Сюда относится и судьба супер-интендента Глюка, который, находясь в плену в Москве, основал там прекрасное училище для детей тамошних иностранных купцев, где он был ректором и которое давало ему средства для существования. Но от сильного горя он умер, и Царица после его смерти вызвала в Петербург его вдову с 3 дочерями и одним сыном, из коих последнего она сделала камер-юнкером и ассессором, младшую дочь пожаловала в Фрейлины, двух остальных выдала замуж за офицеров, а матери, умершей лишь 4 года тому назад, назначила пенсию. Вышеупомянутый студент Вурм, который служил учителем у супер-интендента вместе с тогдашнею Екатериною, убежал также в 1714 г. из плена из Москвы в Петербург, где он учил меня и других Русскому языку. По нашему совету он осмелился кинуться Царице в ноги. Она его тотчас же узнала и сказала: “Ты еще жив, добрый Вурм; я дам тебе средства к существованию”, и велела платить ему ежемесячно по 16 рублей из собственной шкатулки. Этот Вурм уверял меня, что Царица за все время своей службы у супер-интендента вела себя пристойно и честно и никогда не огорчала, хотя бы малейше, своих приемных родителей. 0 первом своем муже она по временам осведомлялась; когда же находилась у князя Меньшикова, то посылала ему, от времени до времени, рублей 20 или 30, а от больших подарков воздерживалась, из опасения, что он начнет жить несоответственно своему званию и слишком хвастаться пред всеми своим супружеством; но это опасение, впрочем, было не продолжительно, ибо в 1705 г. этот добряк-драгун был застрелен на охоте.

Вообще, доброжелательство, которое эта принцесса обнаруживает по отношению к старым знакомым, спокойствие ее в затруднительных обстоятельствах, а равно и ее вышеупомянутая заботливость о здоровье ее супруга и ее постоянные советы прибегать к более кротким и умеренным средствам, все это такие прекрасные качества, которые, кажется, совершенно смывают пятна, лежащие на ее происхождении и совершенно вытесняют другие, испытанные ею, роковые случайности (Fatalitaten). [375]

*

II. Письмо о царствовании Екатерины Первой.

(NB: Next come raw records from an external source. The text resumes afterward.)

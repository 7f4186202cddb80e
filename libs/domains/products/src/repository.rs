use async_trait::async_trait;
use std::collections::BTreeMap;
use std::sync::Arc;
use std::sync::atomic::{AtomicI32, Ordering};
use tokio::sync::RwLock;

use crate::error::{ProductError, ProductResult};
use crate::models::{CreateProduct, Product, UpdateProduct};

/// Persistence gateway for products
#[cfg_attr(test, mockall::automock)]
#[async_trait]
pub trait ProductRepository: Send + Sync {
    /// Insert a product; storage assigns the id
    async fn create(&self, input: CreateProduct) -> ProductResult<Product>;

    async fn get_by_id(&self, id: i32) -> ProductResult<Option<Product>>;

    /// Products whose id is in `ids`. Unknown ids are skipped.
    async fn get_by_ids(&self, ids: &[i32]) -> ProductResult<Vec<Product>>;

    async fn list(&self) -> ProductResult<Vec<Product>>;

    /// Apply `input` to an existing product; `NotFound` if it does not exist
    async fn update(&self, id: i32, input: UpdateProduct) -> ProductResult<Product>;
}

/// In-memory implementation of ProductRepository (for development/testing)
///
/// Clones share the same store.
#[derive(Debug, Clone)]
pub struct InMemoryProductRepository {
    products: Arc<RwLock<BTreeMap<i32, Product>>>,
    next_id: Arc<AtomicI32>,
}

impl InMemoryProductRepository {
    pub fn new() -> Self {
        Self {
            products: Arc::new(RwLock::new(BTreeMap::new())),
            next_id: Arc::new(AtomicI32::new(1)),
        }
    }

    /// Products referencing any of `category_ids`, in id order
    pub async fn list_by_categories(&self, category_ids: &[i32]) -> Vec<Product> {
        self.products
            .read()
            .await
            .values()
            .filter(|p| p.category_id.is_some_and(|id| category_ids.contains(&id)))
            .cloned()
            .collect()
    }

    /// Point every existing product in `ids` at `category_id`; returns how many changed
    pub async fn assign_category(&self, ids: &[i32], category_id: i32) -> u64 {
        let mut products = self.products.write().await;
        let mut updated = 0;
        for id in ids {
            if let Some(product) = products.get_mut(id) {
                product.category_id = Some(category_id);
                updated += 1;
            }
        }
        updated
    }
}

impl Default for InMemoryProductRepository {
    fn default() -> Self {
        Self::new()
    }
}

#[async_trait]
impl ProductRepository for InMemoryProductRepository {
    async fn create(&self, input: CreateProduct) -> ProductResult<Product> {
        let product = Product {
            id: self.next_id.fetch_add(1, Ordering::SeqCst),
            name: input.name,
            description: input.description,
            price: input.price,
            stock_count: input.stock_count,
            image: input.image,
            category_id: input.category,
        };

        self.products
            .write()
            .await
            .insert(product.id, product.clone());
        Ok(product)
    }

    async fn get_by_id(&self, id: i32) -> ProductResult<Option<Product>> {
        Ok(self.products.read().await.get(&id).cloned())
    }

    async fn get_by_ids(&self, ids: &[i32]) -> ProductResult<Vec<Product>> {
        let products = self.products.read().await;
        Ok(products
            .values()
            .filter(|p| ids.contains(&p.id))
            .cloned()
            .collect())
    }

    async fn list(&self) -> ProductResult<Vec<Product>> {
        Ok(self.products.read().await.values().cloned().collect())
    }

    async fn update(&self, id: i32, input: UpdateProduct) -> ProductResult<Product> {
        let mut products = self.products.write().await;
        let product = products.get_mut(&id).ok_or(ProductError::NotFound(id))?;
        product.category_id = input.category_id;
        Ok(product.clone())
    }
}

Из Петербурга, 19 (30) Декабря 1726 г. 12.

Вот перевод документа, об открытии которого я говорил в моем предпоследнем письме 13.

1. Ныне царствующая Царица будет царствовать и править Российской Империей единовластно и самодержавно - безусловно, до конца своей жизни, разве, по собственному побуждению, она пожелает отказаться от сего и передать управление государством своему наследнику.

2. Лицем, которое будет править после Царицы и которое наследует ей после ее кончины или добровольного отказа, будет молодой Великий Князь Петр Алексеевич, а ему наследует его законное потомство.

3. Так как совершенно невероятно, чтобы Русские согласились на дробление их государства и так как герцог Голштинский отлично знает их взгляды насчет сего: то, как бы справедливы ни были притязания детей покойного Царя, по крайней мере, на области, им завоеванные, вышеупомянутые дети вышеназванного Царя предоставят своему племяннику, молодому Великому Князю, бесспорно владеть всем Российским государством и удовольствуются пользованием линь императорских волостей в округе Эзеля, Эстляндии и Ливонии вместе с доходами, доставляемыми Рижскою таможнею.

4. Как только Великий Князь достигнет зрелого возраста, ему выберут супругу из рода Любекского епископа.

5. В случае, если Богу будет угодно отозвать Великого Князя из сего мира, и он не оставит по себе законных детсй, в таком случае Российское государство отойдет к принцессе Анне, супруге герцога Голштинского и к ее детям, с тем ограничением однако, что тот из детей сей принцессы, который будет Шведским королем, отнюдь не может быть царем, ибо герцогу Голштинскому также известны мнения Русских относительно сего.

6. Если принцесса Анна умрет, не оставив после себя детей, которые могли бы ей наследовать, то Российское государство станет достоянием принцессы Елисаветы, второй дочери ныне царствующей Царицы, а после нее, потомства ее.

7. Так как ничто не связано так тесно с истинными выгодами Прусского короля, как изгнание Ганноверцев из Бременской [376] области и так какь это изгнание стало делом, от которого вполне зависит спокойствие Европы, а в частности тишина в Империи, и дабы побудить короля Прусского споспешествовать сему столь желанному изгнаниио, а также усердно постараться уговорить короля Датского, как на разрыв с королем Великобританским, так и на удовлетворение, которое Датский король должень дать герцогу Голштинскому: то помянутый герцог расположит Царицу не только согла-ситься на то, чтобы в Курляндии был герцог из дома Бранденбургского, но он склонит ее к тому, чтоб она оружием поддержала водворение сего последнего и помогла ему удержаться там против кого бы то ни было.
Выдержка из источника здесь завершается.